発表論文

Towards understanding cloud response in atmospheric GCMs: the use of tendency diagnostics
大気大循環モデルにおける雲の応答の理解に向けた雲水収支項の活用
小倉知夫, 江守正多, Webb, M. J., 對馬洋子, 横畠徳太, 阿部彩子, 木本昌秀

大気中のCO2濃度倍増に対する気候モデルの応答を気候感度*1の異なる二つのバージョン間で比較したところ、雲フィードバック*2に大きな違いが見られた。この違いは南半球中緯度における雲氷落下過程の違いに由来することが、雲水収支項の解析から確かめられた。雲氷落下過程に見られたバージョン間の違いは標準実験における雲氷の鉛直分布の違いを反映している。このことから、雲氷の鉛直分布を観測することにより雲フィードバックに制約を加えられる可能性が示唆された。

*1 気候感度:大気中のCO2濃度が倍増した場合の、平衡状態における世界年平均気温の変化
*2 雲フィードバック:ここでは、気温の上昇が雲に変化を引き起こし、それがまた気温の上昇を促進(または抑制)するメカニズムを指す。
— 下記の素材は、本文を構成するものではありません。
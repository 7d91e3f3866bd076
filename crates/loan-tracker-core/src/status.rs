//! Deadline classification for a loan's remaining days.

use serde::{Deserialize, Serialize};

/// Loans with more days left than this are comfortably on track.
pub const DUE_SOON_THRESHOLD_DAYS: i64 = 30;

#[derive(Debug, Clone, Copy, PartialEq, Eq, Hash, Serialize, Deserialize)]
#[serde(rename_all = "snake_case")]
pub enum DeadlineStatus {
    /// More than 30 days until the end date.
    OnTrack,
    /// End date within the next 30 days.
    DueSoon,
    /// End date is today or already passed.
    Overdue,
}

impl DeadlineStatus {
    pub fn from_days_remaining(days: i64) -> Self {
        if days > DUE_SOON_THRESHOLD_DAYS {
            DeadlineStatus::OnTrack
        } else if days > 0 {
            DeadlineStatus::DueSoon
        } else {
            DeadlineStatus::Overdue
        }
    }

    /// Badge colour used by the presentation layer.
    pub fn colour(self) -> &'static str {
        match self {
            DeadlineStatus::OnTrack => "green",
            DeadlineStatus::DueSoon => "yellow",
            DeadlineStatus::Overdue => "red",
        }
    }
}

/// Badge text: "N days left" while time remains, otherwise "Overdue".
pub fn deadline_label(days: i64) -> String {
    if days > 0 {
        format!("{days} days left")
    } else {
        "Overdue".to_string()
    }
}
Ogura, T., Emori, S., Webb, M. J., Tsushima, Y., Yokohata, T., Abe-Ouchi, A., Kimoto, M. (2008) Towards understanding cloud response in atmospheric GCMs: the use of tendency diagnostics. J. Meteor. Soc. Japan, 86(1), 69-79.